Mohylevskyi did not become a doctor, however, graduating from Odesa Institute of National Economy in 1924, he became a lawyer. Soon, he was invited to work as a VUFKU legal advisor at Odesa Film Studio. Mohylevskyi showed interest not only in the letter of the law, but also in laws and principles of film editing as he assisted the director Mykola Saltykov.

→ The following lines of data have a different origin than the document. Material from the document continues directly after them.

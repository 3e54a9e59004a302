use criterion::{criterion_group, criterion_main, Criterion};
use enzovu::server::{handler, Request, Response};
use enzovu::Router;
use http::Method;
use std::hint::black_box;

fn zoo_router() -> Router {
    let mut router = Router::new();
    let routes: &[(Method, &str)] = &[
        (Method::GET, "/"),
        (Method::GET, "/zoo/animals"),
        (Method::POST, "/zoo/animals"),
        (Method::GET, "/zoo/animals/{id}"),
        (Method::PUT, "/zoo/animals/{id}"),
        (Method::PATCH, "/zoo/animals/{id}"),
        (Method::DELETE, "/zoo/animals/{id}"),
        (Method::GET, "/zoo/animals/{id}/toys/{toy_id}"),
        (
            Method::GET,
            "/zoo/{category}/animals/{id}/habitats/{habitat_id}/sections/{section_id}",
        ),
        (
            Method::POST,
            "/inventory/{warehouse_id}/feeds/{feed_id}/items/{item_id}/batches/{batch_id}",
        ),
        (Method::GET, "/complex/{a}/{b}/{c}/{d}/{e}/{f}/{g}/{h}/{i}"),
    ];
    for (method, pattern) in routes {
        router
            .add_route(
                method.clone(),
                pattern,
                handler(|res: &mut Response, _req: &Request| {
                    res.text("ok");
                }),
                &[],
            )
            .expect("valid pattern");
    }
    router
}

const TEST_PATHS: [(Method, &str); 5] = [
    (Method::GET, "/zoo/animals/123"),
    (Method::GET, "/zoo/animals/123/toys/456"),
    (Method::GET, "/zoo/cats/animals/123/habitats/88/sections/5"),
    (Method::POST, "/inventory/1/feeds/2/items/3/batches/4"),
    (Method::GET, "/complex/1/2/3/4/5/6/7/8/9"),
];

fn bench_route_match(c: &mut Criterion) {
    let router = zoo_router();
    c.bench_function("route_match", |b| {
        b.iter(|| {
            for (method, path) in TEST_PATHS.iter() {
                let res = router.route(method, path);
                black_box(&res);
            }
        })
    });
}

fn bench_dispatch(c: &mut Criterion) {
    let router = zoo_router();
    c.bench_function("dispatch", |b| {
        b.iter(|| {
            for (method, path) in TEST_PATHS.iter() {
                let req = http::Request::builder()
                    .method(method.clone())
                    .uri(*path)
                    .body(Vec::new())
                    .expect("valid request");
                black_box(router.handle(req));
            }
        })
    });
}

criterion_group!(benches, bench_route_match, bench_dispatch);
criterion_main!(benches);
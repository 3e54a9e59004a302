//! # Demo Application
//!
//! The route table served by the `enzovu` binary.
//!
//! | Method | Pattern | Notes |
//! |---|---|---|
//! | GET | `/static/{*filepath}` | files under `APP_STATIC_DIR` |
//! | GET | `/` | `index.html` or a welcome page |
//! | GET | `/about` | |
//! | GET | `/test-model` | sample user |
//! | GET | `/api/health` | JSON health report with timestamp |
//! | GET, POST | `/api/test` | |
//! | PUT, DELETE, PATCH | `/api/test` | 405 `{"error":"Method not allowed"}` |
//! | GET | `/api/users` | |
//! | GET | `/api/users/{id}` | |
//! | GET | `/admin/dashboard` | requires an `Authorization` header |
//!
//! Every route runs inside [`LoggingMiddleware`].

pub mod controllers;
pub mod models;

use std::sync::Arc;

use crate::config::AppConfig;
use crate::middleware::{AuthMiddleware, LoggingMiddleware, Middleware};
use crate::router::{PatternError, Router};
use crate::server::handler;

/// Build the application router for `config`.
///
/// # Errors
///
/// Returns the first [`PatternError`] hit while registering routes.
pub fn build_router(config: &AppConfig) -> Result<Router, PatternError> {
    let mut router = Router::new();
    router.use_middleware(Arc::new(LoggingMiddleware));

    router.static_files("/static", &config.static_dir)?;
    router
        .get("/", controllers::home(&config.static_dir), &[])?
        .get("/about", handler(controllers::about), &[])?
        .get("/test-model", handler(controllers::test_model), &[])?;

    router
        .group("/api", &[])
        .get("/health", handler(controllers::health), &[])?
        .get("/test", handler(controllers::test_get), &[])?
        .post("/test", handler(controllers::test_post), &[])?
        .put("/test", handler(controllers::test_method_not_allowed), &[])?
        .delete("/test", handler(controllers::test_method_not_allowed), &[])?
        .patch("/test", handler(controllers::test_method_not_allowed), &[])?
        .get("/users", handler(controllers::list_users), &[])?
        .get("/users/{id}", handler(controllers::show_user), &[])?;

    let auth: Arc<dyn Middleware> = Arc::new(AuthMiddleware);
    router
        .group("/admin", &[auth])
        .get("/dashboard", handler(controllers::dashboard), &[])?;

    Ok(router)
}
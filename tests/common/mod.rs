#![allow(dead_code)]

pub mod http {
    use enzovu::server::{Request, Response};
    use enzovu::Router;
    use http::Method;
    use std::io::{Read, Write};
    use std::net::{SocketAddr, TcpStream};
    use std::time::Duration;

    pub fn request(method: Method, path: &str) -> Request {
        http::Request::builder()
            .method(method)
            .uri(path)
            .body(Vec::new())
            .unwrap()
    }

    pub fn get(router: &Router, path: &str) -> Response {
        router.handle(request(Method::GET, path))
    }

    /// Write a raw HTTP/1.1 request and read until the server goes quiet.
    pub fn send_request(addr: &SocketAddr, req: &str) -> String {
        let mut stream = TcpStream::connect(addr).unwrap();
        stream.write_all(req.as_bytes()).unwrap();
        stream
            .set_read_timeout(Some(Duration::from_millis(200)))
            .unwrap();
        let mut buf = Vec::new();
        loop {
            let mut tmp = [0u8; 1024];
            match stream.read(&mut tmp) {
                Ok(0) => break,
                Ok(n) => buf.extend_from_slice(&tmp[..n]),
                Err(ref e)
                    if e.kind() == std::io::ErrorKind::WouldBlock
                        || e.kind() == std::io::ErrorKind::TimedOut =>
                {
                    break
                }
                Err(e) => panic!("read error: {e:?}"),
            }
        }
        String::from_utf8_lossy(&buf).to_string()
    }

    /// Split a raw response into (status, content type, body).
    pub fn parse_response_parts(resp: &str) -> (u16, String, String) {
        let mut parts = resp.splitn(2, "\r\n\r\n");
        let headers = parts.next().unwrap_or("");
        let body = parts.next().unwrap_or("").to_string();
        let mut status = 0;
        let mut content_type = String::new();
        for line in headers.lines() {
            if line.starts_with("HTTP/1.1") {
                status = line
                    .split_whitespace()
                    .nth(1)
                    .unwrap_or("0")
                    .parse()
                    .unwrap();
            } else if let Some((name, val)) = line.split_once(':') {
                if name.eq_ignore_ascii_case("content-type") {
                    content_type = val.trim().to_string();
                }
            }
        }
        (status, content_type, body)
    }
}

pub mod recorder {
    use enzovu::middleware::{from_fn, Middleware};
    use enzovu::server::{handler, Handler, Request, Response};
    use std::sync::{Arc, Mutex};

    /// Shared event log written by recording middleware and handlers.
    #[derive(Clone, Default)]
    pub struct Events(Arc<Mutex<Vec<String>>>);

    impl Events {
        pub fn new() -> Self {
            Self::default()
        }

        pub fn push(&self, event: impl Into<String>) {
            self.0.lock().unwrap().push(event.into());
        }

        pub fn take(&self) -> Vec<String> {
            std::mem::take(&mut *self.0.lock().unwrap())
        }
    }

    /// Middleware that logs `pre:<name>` before and `post:<name>` after its inner handler.
    pub fn recording(events: &Events, name: &'static str) -> Arc<dyn Middleware> {
        let events = events.clone();
        from_fn(move |next: Handler| {
            let events = events.clone();
            Arc::new(move |res: &mut Response, req: &Request| {
                events.push(format!("pre:{name}"));
                next(res, req);
                events.push(format!("post:{name}"));
            }) as Handler
        })
    }

    /// Handler that logs `handler:<name>` and answers with `name` as text.
    pub fn recording_handler(events: &Events, name: &'static str) -> Handler {
        let events = events.clone();
        handler(move |res: &mut Response, _req: &Request| {
            events.push(format!("handler:{name}"));
            res.text(name);
        })
    }
}

pub mod test_server {
    use std::sync::Once;

    /// Ensures May coroutines are configured only once
    static MAY_INIT: Once = Once::new();

    pub fn setup_may_runtime() {
        MAY_INIT.call_once(|| {
            may::config().set_stack_size(0x8000);
        });
    }
}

In 1927, Mohylevskyi was the head of the Newsreel Department VUFKU, was a colleague of Dziga Vertov and Mikhail Kaufman. Together with Oleksandr Dovzhenko he initiated the creation of the first library of Ukrainian films. The department headed by Mohylevskyi began to issue Kinotyzhden, and later, Kinozhurnal VUFKU, a collection of fresh newsreels, “timely and urgent,” that became nearly the only source of news at that time.

Then, Mohylevskyi made two mashup films, How It Was (1927) and Documents of the Era (1928), in collaboration with the director Ya. Habovych. The latter was the most popular VUFKU mashup film based on 150,000 meters of newsreels dating back to 1917-1922.

Leonid Mohylevskyi used archive materials (“some positive fragments” and pre-revolutionary “rubbish”) stored in VUFKU archives or bought from other film studios or private persons as the basis for his film.

An active member of the society Friends of Soviet Cinema, Mohylevskyi edited 16 short films for them, such as Now! and Peak ticket (Піковий квиток) filmed by amateur Experimental Film Studio headed by Hlib Zatvornytskyi.

France
He moved to France and developed a reputation as a "play doctor" of films. He started directing and had a hit with 40 Little Mothers.

Hollywood

Moguy moved to Hollywood in 1940. He made the film The Night is Ending (1943) at 20th Century Fox. He stayed at Fox to make Paris After Dark then went to RKO to make Action in Arabia.

He was meant to follow Arabia with Experiment Perilous with Paul Henreid at RKO but the film was not made. Instead he made Whistle Stop for United Artists.

"I didn't do the pictures I wanted to", he later said of this time.

Europe
Moguy returned to France where he made Bethsabee (1947). In 1947 he announced he would direct the first Belgian-Hollywood co production, New York's Origin, a story of the Belgian refugees who established New York. The film was not made.

Instead he made Tomorrow Is Too Late (1950) which introduced Pier Angeli. They were reunited in Tomorrow Is Another Day (1951).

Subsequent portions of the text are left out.